04 September 2008, 12:36
"Voice of Beslan" demands international investigation of Beslan terror act
The all-Russian public organization "Voice of Beslan" demands an international investigation into the terror act in Beslan. Ella Kesaeva, co-chair of the organization, emphasizes that the decision to appeal to the international community was adopted because of Russia's failure to hold an objective investigation and inspectors' refusal to institute criminal prosecution against high-ranking officials.
We remind you that on June 4 this year the "Voice of Beslan" filed an application to the RF's Public Prosecutor asking to interrogate former Russian President, now Prime Minister Vladimir Putin, as a witness on the case about the terror act in Beslan school in September 2004. The "Voice of Beslan" is also collecting documents for the General Prosecutor's Office with a demand to initiate a criminal case against Vladimir Putin.
On September 3, Ella Kesaeva said on air of the "Echo Moskvy" Radio that public activists were logging subscriptions under petition to the international community, and during three days only more than two thousand persons had signed-in.
Let us note here that according to Ms Kesaeva, the demand of the "Voice of Beslan" to interrogate Mr Putin was rejected under the pretext that President Putin, not in the position by that time, did not take part in the counterterrorist operation, therefore, he cannot be interrogated.
"We find this formulation to be absurd. Besides, the inspectors have breached the law. After considering our application they should have either initiated a criminal case or written a refusal to do it. However, they treated the application as a petition and just rejected it. In fact, they have ignored it," Ella Kesaeva said in her interview to the "Izbranny".
According to the co-chair of the public organization, the terror act victims have no hope to achieve anything in Russia and want to seek justice at the European Court for Human Rights. These days, a memory watch is held in the school yard. Members of the organization are there all the day round. Photos of casualties' bodies are now exhibited in the school. According to Kesaeva, it was for the first time they were presented to the visitors of the memorial, and "not everybody liked it." Someone wanted to tear them off at night; therefore, people are on duty all the time near them.
Answering the question among whom those guilty of the terror act and numerous victims should be looked for, Kesaeva has noted that it is necessary to analyse decisions and actions of Russian officers, "who, instead of rescuing children by all means, did what they did."

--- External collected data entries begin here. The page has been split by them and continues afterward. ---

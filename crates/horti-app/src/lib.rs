// Copyright 2026 Phillip Cloud
// Licensed under the Apache License, Version 2.0

pub mod catalog;
pub mod category;
pub mod collate;
pub mod contribute;
pub mod filter;
pub mod forms;
pub mod ids;
pub mod model;
pub mod sort;
pub mod state;
pub mod view;

pub use catalog::*;
pub use category::*;
pub use contribute::*;
pub use filter::*;
pub use forms::*;
pub use ids::*;
pub use model::*;
pub use sort::*;
pub use state::*;
pub use view::*;
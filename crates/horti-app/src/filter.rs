// Copyright 2026 Phillip Cloud
// Licensed under the Apache License, Version 2.0

use serde::{Deserialize, Serialize};

use crate::{Catalog, Item, ItemId};

#[derive(Debug, Clone, Copy, PartialEq, Eq, Hash, Serialize, Deserialize)]
pub enum SelectorKind {
    Brand,
    Crop,
    Operation,
    Stage,
}

impl SelectorKind {
    pub const ALL: [Self; 4] = [Self::Brand, Self::Crop, Self::Operation, Self::Stage];

    pub const fn label(self) -> &'static str {
        match self {
            Self::Brand => "merk",
            Self::Crop => "gewas",
            Self::Operation => "handeling",
            Self::Stage => "ontwikkeling",
        }
    }

    /// Whether two selector values name the same option. Stages compare
    /// trimmed and case-insensitively; the other selectors are exact.
    pub fn same_value(self, left: &str, right: &str) -> bool {
        match self {
            Self::Stage => left.trim().to_lowercase() == right.trim().to_lowercase(),
            Self::Brand | Self::Crop | Self::Operation => left == right,
        }
    }
}

/// Active filter constraints. `None` selectors and an empty query constrain
/// nothing.
#[derive(Debug, Clone, Default, PartialEq, Eq, Serialize, Deserialize)]
pub struct Criteria {
    pub query: String,
    pub brand: Option<String>,
    pub crop: Option<String>,
    pub operation: Option<String>,
    pub stage: Option<String>,
}

impl Criteria {
    pub fn is_empty(&self) -> bool {
        self.query.trim().is_empty()
            && self.brand.is_none()
            && self.crop.is_none()
            && self.operation.is_none()
            && self.stage.is_none()
    }

    pub fn selector(&self, kind: SelectorKind) -> Option<&str> {
        match kind {
            SelectorKind::Brand => self.brand.as_deref(),
            SelectorKind::Crop => self.crop.as_deref(),
            SelectorKind::Operation => self.operation.as_deref(),
            SelectorKind::Stage => self.stage.as_deref(),
        }
    }

    pub fn set_selector(&mut self, kind: SelectorKind, value: Option<String>) {
        let value = value.filter(|value| !value.is_empty());
        match kind {
            SelectorKind::Brand => self.brand = value,
            SelectorKind::Crop => self.crop = value,
            SelectorKind::Operation => self.operation = value,
            SelectorKind::Stage => self.stage = value,
        }
    }

    pub fn matches(&self, item: &Item) -> bool {
        if let Some(brand) = &self.brand
            && item.brand != *brand
        {
            return false;
        }
        if let Some(crop) = &self.crop
            && !item.crop_targets.iter().any(|tag| tag == crop)
        {
            return false;
        }
        if let Some(operation) = &self.operation
            && !item.operations.iter().any(|tag| tag == operation)
        {
            return false;
        }
        if let Some(stage) = &self.stage
            && !SelectorKind::Stage.same_value(&item.development_stage, stage)
        {
            return false;
        }

        let query = self.query.trim();
        query.is_empty() || haystack(item).contains(&query.to_lowercase())
    }
}

/// Lowercased text the free-text query searches through.
pub fn haystack(item: &Item) -> String {
    let mut parts = Vec::with_capacity(6);
    parts.push(item.brand.as_str());
    parts.push(item.name.as_str());
    parts.extend(item.crop_targets.iter().map(String::as_str));
    parts.extend(item.operations.iter().map(String::as_str));
    parts.push(item.development_stage.as_str());
    parts.push(item.remarks_text());
    parts.join(" ").to_lowercase()
}

/// Items satisfying every active constraint, in catalog order.
pub fn filter(catalog: &Catalog, criteria: &Criteria) -> Vec<ItemId> {
    catalog
        .iter()
        .filter(|(_, item)| criteria.matches(item))
        .map(|(id, _)| id)
        .collect()
}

"I think that the refusal to negotiate with terrorists was a crime in itself. This refusal had doomed the hostages to death. They were lying to us, who stood behind the school, that negotiations were held and everything was done to rescue people, but at the trial the head of the operation said that the terrorists had moved political claims, and under the federal law on war on terrorism, in case of political claims, no negotiations are held. It means that this law is contradictory to the Constitution, which guarantees the right to life to everyone," Ms Kesaeva asserts.